Organization for Peace, Justice and Development in Rwanda (OPJDR)
03.05.02
His Excellency Mr. President:
I am writing on behalf of the Organization for Peace, Justice and Development in Rwanda (OPJDR) to thank your government and the people of Tanzania for granting asylum and protection to thousands of Rwandan refugees and to request that you continue to extend hospitality to them.
There are international media reports suggesting that the government of Tanzania may soon round up Rwandan refugees living in Tanzania and deport them as it did in 1996.
To OPJDR's knowledge 25,000 Rwandan refugees still live in northwestern Tanzania in the camps of Lukole and Kitali. These refugees were forcibly repatriated to Rwanda in December 1996. They fled back to Tanzania because of insecurity in their villages, arbitrary detention and distrust of popular tribunals known as "GACACA". Many of those refugees found their properties in the hands of Tutsi returnees from Uganda. Those who tried to claim them back did not receive due process; instead authorities accused them of genocide. They had no choice but to flee back to Tanzania. This prompted, In 1998, the United Nations the spokeswoman for the UNHCR , Paula Ghedini, to publicly declare that thousands Rwandan Refugees were returning to Tanzania, despite the guaranty of safety. She also demented widespread arbitrary arrest by soldiers and disappearances of both returnees and civilians.
The government of Tanzania issued ID cards to these Rwandan refugees after a thorough interview to establish whether they were bona fide refugees. So far they have been living peacefully. Now, they have to deal with uncertainty over their future.
The OPJDR would like to believe these reports are baseless rumors aimed at tarnishing the image of the host country and demoralizing Rwandan refugees.
To foreign observers Rwanda looks peaceful, but to Rwandans, the country is a jungle run by a brutal dictatorial regime that oppresses and kills people. Current Rwandan leaders use the genocide of Tutsis as its justification of the violation of human rights and international law.

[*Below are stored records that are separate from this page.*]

use std::path::{Path, PathBuf};

use neuroscan_core::log_format;
use serde::{Deserialize, Serialize};

/// Current config version. Bump this when adding fields or changing shape.
/// Each bump requires a corresponding entry in [`migrate`].
const CURRENT_VERSION: u32 = 1;

#[derive(Debug, Clone, PartialEq, Serialize, Deserialize)]
pub struct NeuroScanConfig {
    /// Schema version. Missing or 0 = pre-versioned config.
    #[serde(default)]
    pub config_version: u32,
    /// Assessment log. Relative paths resolve against the working directory.
    #[serde(default = "default_results_log")]
    pub results_log: PathBuf,
    /// Reminder log. Relative paths resolve against the working directory.
    #[serde(default = "default_reminders_log")]
    pub reminders_log: PathBuf,
}

impl Default for NeuroScanConfig {
    fn default() -> Self {
        Self {
            config_version: CURRENT_VERSION,
            results_log: default_results_log(),
            reminders_log: default_reminders_log(),
        }
    }
}

fn default_results_log() -> PathBuf {
    PathBuf::from(log_format::RESULTS_LOG)
}

fn default_reminders_log() -> PathBuf {
    PathBuf::from(log_format::REMINDERS_LOG)
}

/// `<config dir>/neuroscan/config.json`, if the platform has a config dir.
pub fn config_path() -> Option<PathBuf> {
    dirs::config_dir().map(|base| base.join("neuroscan").join("config.json"))
}

/// Load the user config, falling back to defaults when there is none.
pub fn load_config() -> eyre::Result<NeuroScanConfig> {
    match config_path() {
        Some(path) if path.exists() => load_config_from(&path),
        _ => {
            tracing::debug!("no config file, using defaults");
            Ok(NeuroScanConfig::default())
        }
    }
}

pub fn load_config_from(path: &Path) -> eyre::Result<NeuroScanConfig> {
    let contents = std::fs::read_to_string(path)
        .map_err(|e| eyre::eyre!("failed to read config at {}: {e}", path.display()))?;

    // Parse as raw JSON so we can run migrations before deserializing.
    let json: serde_json::Value = serde_json::from_str(&contents)?;
    let on_disk_version = json
        .get("config_version")
        .and_then(|v| v.as_u64())
        .unwrap_or(0) as u32;

    let migrated = migrate(json, on_disk_version)?;
    let config: NeuroScanConfig = serde_json::from_value(migrated)?;
    tracing::debug!(path = %path.display(), "config loaded");
    Ok(config)
}

/// Run sequential migrations from `from_version` up to [`CURRENT_VERSION`].
/// Each migration is a pure transform on the raw JSON value.
fn migrate(mut json: serde_json::Value, from_version: u32) -> eyre::Result<serde_json::Value> {
    if from_version > CURRENT_VERSION {
        return Err(eyre::eyre!(
            "config_version {from_version} is newer than this build supports ({CURRENT_VERSION}). \
             Please update NeuroScan."
        ));
    }

    // v0 → v1: the single `log_file` key became `results_log`
    if from_version < 1 {
        let obj = json
            .as_object_mut()
            .ok_or_else(|| eyre::eyre!("config is not a JSON object"))?;
        if let Some(log_file) = obj.remove("log_file") {
            obj.entry("results_log").or_insert(log_file);
        }
        obj.insert(
            "config_version".to_string(),
            serde_json::Value::Number(1.into()),
        );
        tracing::info!("migrated config v0 → v1 (log_file → results_log)");
    }

    Ok(json)
}
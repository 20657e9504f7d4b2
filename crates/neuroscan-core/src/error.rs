use thiserror::Error;

#[derive(Debug, Error)]
pub enum CoreError {
    #[error("reminder date out of range: {0}")]
    ReminderDate(#[from] jiff::Error),

    #[error("subject name must not be empty")]
    EmptySubjectName,
}
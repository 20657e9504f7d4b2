//! Line-oriented console I/O.
//!
//! Generic over the reader and writer so whole sessions can be scripted
//! in tests.

use std::io::{self, BufRead, Write};

pub struct Console<R, W> {
    input: R,
    output: W,
}

impl<R: BufRead, W: Write> Console<R, W> {
    pub fn new(input: R, output: W) -> Self {
        Self { input, output }
    }

    /// Print `text` without a newline and read one line of input.
    /// Returns `None` once input is exhausted.
    pub fn prompt(&mut self, text: &str) -> io::Result<Option<String>> {
        write!(self.output, "{text}")?;
        self.output.flush()?;
        self.read_line()
    }

    /// Ask a y/n question. Anything starting with `y` or `Y` is yes;
    /// end of input is no.
    pub fn confirm(&mut self, text: &str) -> io::Result<bool> {
        Ok(self
            .prompt(text)?
            .is_some_and(|answer| answer.trim_start().starts_with(['y', 'Y'])))
    }

    pub fn say(&mut self, text: &str) -> io::Result<()> {
        writeln!(self.output, "{text}")
    }

    pub fn blank(&mut self) -> io::Result<()> {
        writeln!(self.output)
    }

    pub fn into_output(self) -> W {
        self.output
    }

    // Bytes that are not UTF-8 become U+FFFD, so a stray byte reads as
    // invalid input rather than an I/O error.
    fn read_line(&mut self) -> io::Result<Option<String>> {
        let mut buf = Vec::new();
        if self.input.read_until(b'\n', &mut buf)? == 0 {
            return Ok(None);
        }
        let line = String::from_utf8_lossy(&buf);
        Ok(Some(line.trim_end_matches(['\r', '\n']).to_string()))
    }
}
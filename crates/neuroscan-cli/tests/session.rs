//! Scripted end-to-end sessions against temporary log files.

use std::path::Path;

use jiff::civil::date;
use jiff::tz::TimeZone;
use neuroscan_cli::clock::FixedClock;
use neuroscan_cli::config::NeuroScanConfig;
use neuroscan_cli::console::Console;
use neuroscan_cli::session::Session;
use neuroscan_instruments::instruments::neuroscan::NeuroScan;

fn monday_morning() -> jiff::Zoned {
    date(2026, 10, 19)
        .at(9, 30, 0, 0)
        .to_zoned(TimeZone::UTC)
        .unwrap()
}

fn config_in(dir: &Path) -> NeuroScanConfig {
    NeuroScanConfig {
        results_log: dir.join("NeuroScan_Results.txt"),
        reminders_log: dir.join("NeuroScan_Reminders.txt"),
        ..NeuroScanConfig::default()
    }
}

fn run_session(config: &NeuroScanConfig, script: &str) -> String {
    run_session_bytes(config, script.as_bytes())
}

fn run_session_bytes(config: &NeuroScanConfig, script: &[u8]) -> String {
    let console = Console::new(script, Vec::new());
    let mut session = Session::new(config, &NeuroScan, console, FixedClock(monday_morning()));
    session.run().unwrap();
    String::from_utf8(session.into_console().into_output()).unwrap()
}

fn answers(values: [u8; 10]) -> String {
    values.iter().map(|v| format!("{v}\n")).collect()
}

#[test]
fn moderate_run_is_logged_with_a_one_week_reminder() {
    let dir = tempfile::tempdir().unwrap();
    let config = config_in(dir.path());
    let script = format!("Ada\nn\n1\n{}1\n3\n", answers([2, 2, 2, 2, 2, 0, 0, 0, 0, 0]));

    let output = run_session(&config, &script);

    assert!(output.contains("Ada, your total risk score is: 10 out of 20."));
    assert!(output.contains("\u{1F7E0} Moderate Concern"));
    assert!(output.contains("Additional Note: Frequent memory issues"));
    assert!(output.contains("Progress: [ 1/10] completed"));
    assert!(output.contains("Progress: [10/10] completed"));
    assert!(output.contains("Your results have been saved to"));
    assert!(output.contains("Reminder saved!"));
    assert!(output.ends_with("Thank you for using NeuroScan, Ada! Stay healthy \u{1F499}\n"));

    let log = std::fs::read_to_string(&config.results_log).unwrap();
    assert!(log.starts_with(
        "------------------------------------------\n\
         User: Ada\n\
         Date: Mon Oct 19 09:30:00 2026\n\
         Score: 10 / 20\n\
         Risk Level: \u{1F7E0} Moderate Concern\n\
         Recommendation: Some symptoms are present. A screening may be beneficial.\n"
    ));
    assert!(!log.contains("Caregiver Note:"));

    let reminders = std::fs::read_to_string(&config.reminders_log).unwrap();
    assert_eq!(
        reminders,
        "Ada should retake NeuroScan on: Mon Oct 26 09:30:00 2026\n"
    );
}

#[test]
fn no_reminder_writes_nothing_to_the_reminder_log() {
    let dir = tempfile::tempdir().unwrap();
    let config = config_in(dir.path());
    let script = format!("Ada\nn\n1\n{}0\n3\n", answers([0; 10]));

    let output = run_session(&config, &script);

    assert!(output.contains("\u{1F7E2} Low Concern"));
    assert!(!output.contains("Additional Note"));
    assert!(config.results_log.exists());
    assert!(!config.reminders_log.exists());
}

#[test]
fn invalid_answers_are_reprompted_without_advancing() {
    let dir = tempfile::tempdir().unwrap();
    let config = config_in(dir.path());
    let script = format!("Ada\nn\n1\n-1\n3\nabc\n{}2\n3\n", answers([2; 10]));

    let output = run_session(&config, &script);

    assert_eq!(output.matches("Invalid input. Please enter 0, 1, or 2: ").count(), 3);
    assert!(output.contains("your total risk score is: 20 out of 20."));
    assert!(output.contains("\u{1F534} High Concern"));

    let reminders = std::fs::read_to_string(&config.reminders_log).unwrap();
    assert_eq!(
        reminders,
        "Ada should retake NeuroScan on: Mon Nov  2 09:30:00 2026\n"
    );
}

#[test]
fn non_utf8_answer_is_reprompted_like_any_invalid_input() {
    let dir = tempfile::tempdir().unwrap();
    let config = config_in(dir.path());
    let mut script = b"Ada\nn\n1\n\xff\n".to_vec();
    script.extend_from_slice(answers([1; 10]).as_bytes());
    script.extend_from_slice(b"0\n3\n");

    let output = run_session_bytes(&config, &script);

    assert_eq!(output.matches("Invalid input. Please enter 0, 1, or 2: ").count(), 1);
    assert!(output.contains("your total risk score is: 10 out of 20."));
    let log = std::fs::read_to_string(&config.results_log).unwrap();
    assert!(log.contains("Score: 10 / 20\n"));
}

#[test]
fn non_utf8_name_does_not_end_the_session() {
    let dir = tempfile::tempdir().unwrap();
    let config = config_in(dir.path());

    let output = run_session_bytes(&config, b"Jos\xe9\nn\n3\n");

    assert!(output.contains("Hello, Jos\u{FFFD}!"));
    assert!(output.contains("Thank you for using NeuroScan"));
}

#[test]
fn caregiver_note_lands_in_the_same_entry() {
    let dir = tempfile::tempdir().unwrap();
    let config = config_in(dir.path());
    let script = format!(
        "Grace\ny\n1\n{}0\ny\nForgets the stove is on.\n3\n",
        answers([1; 10])
    );

    run_session(&config, &script);

    let log = std::fs::read_to_string(&config.results_log).unwrap();
    assert_eq!(log.matches("------------------------------------------\n").count(), 1);
    assert!(log.contains("User: Grace (Caregiver)\n"));
    assert!(log.contains("Score: 10 / 20\n"));
    assert!(log.ends_with("Caregiver Note: Forgets the stove is on.\n"));
}

#[test]
fn caregiver_can_decline_the_note() {
    let dir = tempfile::tempdir().unwrap();
    let config = config_in(dir.path());
    let script = format!("Grace\ny\n1\n{}0\nn\n3\n", answers([0; 10]));

    run_session(&config, &script);

    let log = std::fs::read_to_string(&config.results_log).unwrap();
    assert!(log.contains("User: Grace (Caregiver)\n"));
    assert!(!log.contains("Caregiver Note:"));
}

#[test]
fn viewing_without_a_log_reports_no_results() {
    let dir = tempfile::tempdir().unwrap();
    let config = config_in(dir.path());

    let output = run_session(&config, "Ada\nn\n2\n3\n");

    assert!(output.contains("No previous results found."));
    assert!(!config.results_log.exists());
}

#[test]
fn past_results_are_shown_verbatim_oldest_first() {
    let dir = tempfile::tempdir().unwrap();
    let config = config_in(dir.path());
    let script = format!(
        "Ada\nn\n1\n{}0\n1\n{}0\n2\n3\n",
        answers([0; 10]),
        answers([2; 10])
    );

    let output = run_session(&config, &script);

    let log = std::fs::read_to_string(&config.results_log).unwrap();
    let shown = output
        .split("Displaying past results:\n")
        .nth(1)
        .unwrap();
    for line in log.lines() {
        assert!(shown.contains(line), "missing line: {line}");
    }
    let low = shown.find("Score: 0 / 20").unwrap();
    let high = shown.find("Score: 20 / 20").unwrap();
    assert!(low < high);
}

#[test]
fn unwritable_log_is_reported_and_the_session_goes_on() {
    let dir = tempfile::tempdir().unwrap();
    let missing = dir.path().join("no-such-dir");
    let config = config_in(&missing);
    let script = format!("Ada\nn\n1\n{}1\n3\n", answers([1; 10]));

    let output = run_session(&config, &script);

    assert!(output.contains("your total risk score is: 10 out of 20."));
    assert!(output.contains("Your results were not saved"));
    assert!(output.contains("Your reminder was not saved"));
    assert!(output.contains("Thank you for using NeuroScan, Ada!"));
}

#[test]
fn input_ending_mid_assessment_writes_nothing() {
    let dir = tempfile::tempdir().unwrap();
    let config = config_in(dir.path());

    let output = run_session(&config, "Ada\nn\n1\n2\n2\n");

    assert!(output.contains("Progress: [ 2/10] completed"));
    assert!(!config.results_log.exists());
    assert!(!config.reminders_log.exists());
    assert!(output.contains("Thank you for using NeuroScan, Ada!"));
}

#[test]
fn invalid_menu_choice_redisplays_the_menu() {
    let dir = tempfile::tempdir().unwrap();
    let config = config_in(dir.path());

    let output = run_session(&config, "Ada\nn\n9\n3\n");

    assert!(output.contains("Invalid choice. Please enter 1, 2, or 3."));
    assert_eq!(output.matches("What would you like to do?").count(), 2);
}

#[test]
fn blank_name_is_asked_again() {
    let dir = tempfile::tempdir().unwrap();
    let config = config_in(dir.path());

    let output = run_session(&config, "\n   \nAda\nn\n3\n");

    assert_eq!(output.matches("Enter your name: ").count(), 3);
    assert!(output.contains("Hello, Ada!"));
}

Two former Prime Ministers, members of the Transitional Assembly (NTA), magistrates, journalists, businessmen and high ranking military officers who collaborated with the Rwandan Patriotic Front (RPF) fled to Western Europe and North America after denouncing the human rights record of the current regime. A hit squad of the current regime assassinated a former minister of interior and a colonel in Nairobi, Kenya. Both were members of the RPF.
In rural areas, a network of RPF security agents and local defense forces (LDF) keep a watchful eye on peasants. To control the population, the RPF regime has forced people to destroy their houses and to move in makeshift villages known as imidugudu. In order to pursue its war and looting in the Democratic Republic of the Congo (RDC), police conduct regular sweeps to arrest young people who are subsequently sent to the front after short military training.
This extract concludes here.